The increasing interest in the emerging field of Bioinspired Materials have advanced a large diversity of areas of materials science from nano/micro-structures to mechanics and physics. The appealing dynamic characters of biological and synthetic systems have become a recent focus of the field. The complex out-of-equilibrium features underlie the interactions of many important aspects including molecular to macroscopic level transduction of (bio)chemical, mechanical, optical, electrical signals, and fluid-solid interactions in hierarchical architectures.
Recent findings in synthesis, engineering and application of dynamic materials that mimic, or are enabled by, biological systems will be presented in this symposium. Nature exhibits functions, such as muscle contraction, self-healing, and camouflage, which use dynamic or out-of-equilibrium chemistry, mechanics, optics, and surface interactions that are currently still superior to synthetic approaches. With the aim to understand the dynamics of biosystems and stipulate designs toward effective biomimicry and bioinspiration, a large range of research deals with molecular/micro-mechanics, experimental and numerical methods at the micro- and nano-length scale, creating 'living materials' that exhibit the "life-like" properties mentioned above.

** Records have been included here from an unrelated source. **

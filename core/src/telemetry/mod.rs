//! telemetry/mod.rs
//! Counters and immutable snapshots for pools and connections.
//!
//! - Pool counters are atomic: every clone of a pool, on any thread, feeds them.
//! - Connection counters are plain integers: a connection is driven by one
//!   thread at a time, and per-connection totals are merged afterwards.

pub mod counters;
pub mod snapshot;

pub use counters::*;
pub use snapshot::*;
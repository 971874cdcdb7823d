//! config.rs
//! Pool options and the negotiated per-connection parameters.
use serde::{Deserialize, Serialize};

use crate::compression::constants::MAX_WINDOW_SIZE;
use crate::compression::types::{CompressionError, CompressionLevel};
use crate::constants::DEFAULT_MAX_IDLE_PER_BUCKET;

/// How a [`CodecPool`](crate::compression::CodecPool) keeps idle instances.
#[derive(Debug, Clone, Copy, PartialEq, Eq, Serialize, Deserialize)]
#[serde(default)]
pub struct PoolConfig {
    /// Idle instances kept per bucket; extras are dropped. `0` disables pooling.
    pub max_idle_per_bucket: usize,
    /// Return dictionary-seeded compressors to their level bucket after use.
    /// Off by default: they are built per message and dropped.
    pub recycle_dictionary_compressors: bool,
}

impl Default for PoolConfig {
    fn default() -> Self {
        Self {
            max_idle_per_bucket: DEFAULT_MAX_IDLE_PER_BUCKET,
            recycle_dictionary_compressors: false,
        }
    }
}

/// Extension parameters as settled by the handshake, seen from one endpoint.
///
/// Outbound is what this endpoint compresses, inbound what it decompresses.
#[derive(Debug, Clone, Copy, PartialEq, Eq, Serialize, Deserialize)]
#[serde(default)]
pub struct DeflateParams {
    pub level: CompressionLevel,
    pub outbound_context_takeover: bool,
    pub inbound_context_takeover: bool,
    /// History retained per direction when context takeover is on.
    pub max_window_size: usize,
    /// Cap on one decompressed message, `None` for unlimited.
    pub max_message_size: Option<usize>,
}

impl Default for DeflateParams {
    fn default() -> Self {
        Self {
            level: CompressionLevel::default(),
            outbound_context_takeover: true,
            inbound_context_takeover: true,
            max_window_size: MAX_WINDOW_SIZE,
            max_message_size: None,
        }
    }
}

impl DeflateParams {
    pub fn new() -> Self {
        Self::default()
    }

    /// Both directions reset history after every message.
    pub fn no_context_takeover() -> Self {
        Self {
            outbound_context_takeover: false,
            inbound_context_takeover: false,
            ..Self::default()
        }
    }

    pub fn with_level(mut self, level: i32) -> Result<Self, CompressionError> {
        self.level = CompressionLevel::new(level)?;
        Ok(self)
    }

    #[must_use]
    pub fn with_outbound_context_takeover(mut self, on: bool) -> Self {
        self.outbound_context_takeover = on;
        self
    }

    #[must_use]
    pub fn with_inbound_context_takeover(mut self, on: bool) -> Self {
        self.inbound_context_takeover = on;
        self
    }

    pub fn with_max_window_size(mut self, size: usize) -> Result<Self, CompressionError> {
        self.max_window_size = size;
        self.validate()?;
        Ok(self)
    }

    #[must_use]
    pub fn with_max_message_size(mut self, limit: Option<usize>) -> Self {
        self.max_message_size = limit;
        self
    }

    /// Reject values a deserializer or direct field access let through.
    pub fn validate(&self) -> Result<(), CompressionError> {
        CompressionLevel::new(self.level.get())?;
        if self.max_window_size == 0 || self.max_window_size > MAX_WINDOW_SIZE {
            return Err(CompressionError::InvalidWindowSize {
                have: self.max_window_size,
                max: MAX_WINDOW_SIZE,
            });
        }
        Ok(())
    }
}
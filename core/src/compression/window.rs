//! compression/window.rs
//! Bounded history of recent plaintext used as a preset dictionary.
use crate::compression::constants::MAX_WINDOW_SIZE;
use crate::compression::types::CompressionError;

/// The last `max_len` plaintext bytes that crossed one direction of a
/// connection. Seeds the next message's codec when context takeover is on.
#[derive(Debug, Clone, PartialEq, Eq)]
pub struct SlidingWindow {
    buf: Vec<u8>,
    max_len: usize,
}

impl SlidingWindow {
    /// Window of the largest size DEFLATE supports.
    pub fn new() -> Self {
        Self {
            buf: Vec::new(),
            max_len: MAX_WINDOW_SIZE,
        }
    }

    pub fn with_max_len(max_len: usize) -> Result<Self, CompressionError> {
        if max_len == 0 || max_len > MAX_WINDOW_SIZE {
            return Err(CompressionError::InvalidWindowSize { have: max_len, max: MAX_WINDOW_SIZE });
        }
        Ok(Self {
            buf: Vec::new(),
            max_len,
        })
    }

    /// Append `bytes`, dropping the oldest history beyond `max_len`.
    pub fn record(&mut self, bytes: &[u8]) {
        if bytes.len() >= self.max_len {
            self.buf.clear();
            self.buf.extend_from_slice(&bytes[bytes.len() - self.max_len..]);
            return;
        }
        self.buf.extend_from_slice(bytes);
        if self.buf.len() > self.max_len {
            let excess = self.buf.len() - self.max_len;
            self.buf.drain(..excess);
        }
    }

    /// History to hand to a codec, `None` while nothing has been recorded.
    pub fn dictionary(&self) -> Option<&[u8]> {
        if self.buf.is_empty() {
            None
        } else {
            Some(&self.buf)
        }
    }

    pub fn as_slice(&self) -> &[u8] {
        &self.buf
    }

    pub fn len(&self) -> usize {
        self.buf.len()
    }

    pub fn is_empty(&self) -> bool {
        self.buf.is_empty()
    }

    pub fn max_len(&self) -> usize {
        self.max_len
    }

    pub fn clear(&mut self) {
        self.buf.clear();
    }
}

impl Default for SlidingWindow {
    fn default() -> Self {
        Self::new()
    }
}

/// Where a session reports the plaintext it moved.
///
/// Sessions without context takeover use [`NoHistory`]; context-takeover
/// sessions borrow the connection's [`SlidingWindow`] for one message.
pub trait HistorySink {
    fn record(&mut self, bytes: &[u8]);

    /// Dictionary to seed a fresh codec with.
    fn dictionary(&self) -> Option<&[u8]>;

    /// Whether this sink carries history across messages at all.
    fn is_tracking(&self) -> bool;
}

/// History sink for sessions that start from scratch every message.
#[derive(Debug, Default, Clone, Copy, PartialEq, Eq)]
pub struct NoHistory;

impl HistorySink for NoHistory {
    fn record(&mut self, _bytes: &[u8]) {}

    fn dictionary(&self) -> Option<&[u8]> {
        None
    }

    fn is_tracking(&self) -> bool {
        false
    }
}

impl HistorySink for &mut SlidingWindow {
    fn record(&mut self, bytes: &[u8]) {
        SlidingWindow::record(self, bytes)
    }

    fn dictionary(&self) -> Option<&[u8]> {
        SlidingWindow::dictionary(self)
    }

    fn is_tracking(&self) -> bool {
        true
    }
}

/// Lets a connection pick the mode at runtime: `None` behaves as [`NoHistory`].
impl<H: HistorySink> HistorySink for Option<H> {
    fn record(&mut self, bytes: &[u8]) {
        if let Some(history) = self {
            history.record(bytes);
        }
    }

    fn dictionary(&self) -> Option<&[u8]> {
        self.as_ref().and_then(|history| history.dictionary())
    }

    fn is_tracking(&self) -> bool {
        self.as_ref().is_some_and(|history| history.is_tracking())
    }
}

This symposium attempts to provide a forum that brings together materials scientist, chemists, and synthetic biologists, and where new concepts of synthesis, characterization, fabrication, and computational modeling will merge. More specifically, the symposium will focus on synthesis, assembly, mechanics, optics, surfaces and interfaces of bioinspired, dynamic materials. The presentation of advances in this emerging field will promote the discussion of the latest ideas on their applications to sensing, drug delivery, soft robotics, smart optics and electronics, and energy harvesting.